• _Exercise instructions_
Could you print each of the records below exactly?

• _Dataset excerpts_
◇ ◇ ◇ ◇ ◇ ◇ ◇
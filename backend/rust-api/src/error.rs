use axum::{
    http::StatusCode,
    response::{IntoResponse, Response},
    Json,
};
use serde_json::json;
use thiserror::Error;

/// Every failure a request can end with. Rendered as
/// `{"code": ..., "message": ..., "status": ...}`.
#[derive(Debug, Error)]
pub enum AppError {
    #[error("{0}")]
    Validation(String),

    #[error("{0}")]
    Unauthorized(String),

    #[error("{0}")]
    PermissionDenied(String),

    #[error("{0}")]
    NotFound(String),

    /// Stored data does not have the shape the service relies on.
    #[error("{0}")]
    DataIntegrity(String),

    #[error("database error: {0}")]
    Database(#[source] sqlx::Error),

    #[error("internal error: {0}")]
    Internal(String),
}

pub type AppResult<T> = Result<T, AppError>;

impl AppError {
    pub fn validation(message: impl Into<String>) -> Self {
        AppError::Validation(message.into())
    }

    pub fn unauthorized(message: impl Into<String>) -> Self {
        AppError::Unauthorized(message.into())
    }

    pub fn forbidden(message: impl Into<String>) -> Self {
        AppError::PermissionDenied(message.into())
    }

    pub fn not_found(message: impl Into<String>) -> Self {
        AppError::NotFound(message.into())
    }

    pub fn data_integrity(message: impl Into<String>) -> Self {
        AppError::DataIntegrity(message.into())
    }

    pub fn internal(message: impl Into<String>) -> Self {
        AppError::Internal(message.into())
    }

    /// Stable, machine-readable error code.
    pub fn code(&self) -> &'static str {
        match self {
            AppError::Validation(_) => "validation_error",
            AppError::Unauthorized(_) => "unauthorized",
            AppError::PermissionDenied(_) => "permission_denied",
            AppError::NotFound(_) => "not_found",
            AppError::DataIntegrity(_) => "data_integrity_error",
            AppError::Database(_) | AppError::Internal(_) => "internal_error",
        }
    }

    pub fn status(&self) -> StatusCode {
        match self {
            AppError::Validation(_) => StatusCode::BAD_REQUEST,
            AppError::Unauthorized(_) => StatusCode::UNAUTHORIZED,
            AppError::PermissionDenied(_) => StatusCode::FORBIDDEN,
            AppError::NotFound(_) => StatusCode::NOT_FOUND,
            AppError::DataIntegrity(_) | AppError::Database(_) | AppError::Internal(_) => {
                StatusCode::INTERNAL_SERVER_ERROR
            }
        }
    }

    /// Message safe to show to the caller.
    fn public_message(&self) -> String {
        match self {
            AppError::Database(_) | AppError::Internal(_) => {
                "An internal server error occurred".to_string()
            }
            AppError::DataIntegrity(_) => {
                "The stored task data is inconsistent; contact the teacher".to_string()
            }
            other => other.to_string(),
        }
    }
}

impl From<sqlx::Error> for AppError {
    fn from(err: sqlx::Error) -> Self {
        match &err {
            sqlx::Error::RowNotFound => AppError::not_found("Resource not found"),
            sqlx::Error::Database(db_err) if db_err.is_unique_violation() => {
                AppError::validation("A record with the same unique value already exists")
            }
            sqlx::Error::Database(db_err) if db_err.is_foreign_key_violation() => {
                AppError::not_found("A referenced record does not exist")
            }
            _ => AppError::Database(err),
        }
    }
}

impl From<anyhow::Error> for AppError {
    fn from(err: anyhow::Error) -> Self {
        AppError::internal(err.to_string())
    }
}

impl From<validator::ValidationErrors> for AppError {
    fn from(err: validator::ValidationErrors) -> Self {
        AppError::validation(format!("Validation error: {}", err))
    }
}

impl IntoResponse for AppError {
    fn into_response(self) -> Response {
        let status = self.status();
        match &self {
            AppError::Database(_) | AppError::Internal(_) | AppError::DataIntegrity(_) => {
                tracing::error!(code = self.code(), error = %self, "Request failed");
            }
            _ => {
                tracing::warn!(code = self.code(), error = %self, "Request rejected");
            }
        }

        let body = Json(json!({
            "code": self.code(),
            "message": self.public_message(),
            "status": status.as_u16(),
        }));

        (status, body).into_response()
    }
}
◇ ◇ ◇ ◇ ◇ ◇ ◇
• _Solved problem_
filename backend/rust-api/src/error.rs
use axum::{
    http::StatusCode,
    response::{IntoResponse, Response},
    Json,
};
use serde_json::json;
use thiserror::Error;

/// Every failure a request can end with. Rendered as
/// `{"code": ..., "message": ..., "status": ...}`.
#[derive(Debug, Error)]
pub enum AppError {
    #[error("{0}")]
    Validation(String),

    #[error("{0}")]
    Unauthorized(String),

    #[error("{0}")]
    PermissionDenied(String),

    #[error("{0}")]
    NotFound(String),

    /// Stored data does not have the shape the service relies on.
    #[error("{0}")]
    DataIntegrity(String),

    #[error("database error: {0}")]
    Database(#[source] sqlx::Error),

    #[error("internal error: {0}")]
    Internal(String),
}

pub type AppResult<T> = Result<T, AppError>;

impl AppError {
    pub fn validation(message: impl Into<String>) -> Self {
        AppError::Validation(message.into())
    }

    pub fn unauthorized(message: impl Into<String>) -> Self {
        AppError::Unauthorized(message.into())
    }

    pub fn forbidden(message: impl Into<String>) -> Self {
        AppError::PermissionDenied(message.into())
    }

    pub fn not_found(message: impl Into<String>) -> Self {
        AppError::NotFound(message.into())
    }

    pub fn data_integrity(message: impl Into<String>) -> Self {
        AppError::DataIntegrity(message.into())
    }

    pub fn internal(message: impl Into<String>) -> Self {
        AppError::Internal(message.into())
    }

    /// Stable, machine-readable error code.
    pub fn code(&self) -> &'static str {
        match self {
            AppError::Validation(_) => "validation_error",
            AppError::Unauthorized(_) => "unauthorized",
            AppError::PermissionDenied(_) => "permission_denied",
            AppError::NotFound(_) => "not_found",
            AppError::DataIntegrity(_) => "data_integrity_error",
            AppError::Database(_) | AppError::Internal(_) => "internal_error",
        }
    }

    pub fn status(&self) -> StatusCode {
        match self {
            AppError::Validation(_) => StatusCode::BAD_REQUEST,
            AppError::Unauthorized(_) => StatusCode::UNAUTHORIZED,
            AppError::PermissionDenied(_) => StatusCode::FORBIDDEN,
            AppError::NotFound(_) => StatusCode::NOT_FOUND,
            AppError::DataIntegrity(_) | AppError::Database(_) | AppError::Internal(_) => {
                StatusCode::INTERNAL_SERVER_ERROR
            }
        }
    }

    /// Message safe to show to the caller.
    fn public_message(&self) -> String {
        match self {
            AppError::Database(_) | AppError::Internal(_) => {
                "An internal server error occurred".to_string()
            }
            AppError::DataIntegrity(_) => {
                "The stored task data is inconsistent; contact the teacher".to_string()
            }
            other => other.to_string(),
        }
    }
}

impl From<sqlx::Error> for AppError {
    fn from(err: sqlx::Error) -> Self {
        match &err {
            sqlx::Error::RowNotFound => AppError::not_found("Resource not found"),
            sqlx::Error::Database(db_err) if db_err.is_unique_violation() => {
                AppError::validation("A record with the same unique value already exists")
            }
            sqlx::Error::Database(db_err) if db_err.is_foreign_key_violation() => {
                AppError::not_found("A referenced record does not exist")
            }
            _ => AppError::Database(err),
        }
    }
}

impl From<anyhow::Error> for AppError {
    fn from(err: anyhow::Error) -> Self {
        AppError::internal(err.to_string())
    }
}

impl From<validator::ValidationErrors> for AppError {
    fn from(err: validator::ValidationErrors) -> Self {
        AppError::validation(format!("Validation error: {}", err))
    }
}

impl IntoResponse for AppError {
    fn into_response(self) -> Response {
        let status = self.status();
        match &self {
            AppError::Database(_) | AppError::Internal(_) | AppError::DataIntegrity(_) => {
                tracing::error!(code = self.code(), error = %self, "Request failed");
            }
            _ => {
                tracing::warn!(code = self.code(), error = %self, "Request rejected");
            }
        }

        let body = Json(json!({
            "code": self.code(),
            "message": self.public_message(),
            "status": status.as_u16(),
        }));

        (status, body).into_response()
    }
}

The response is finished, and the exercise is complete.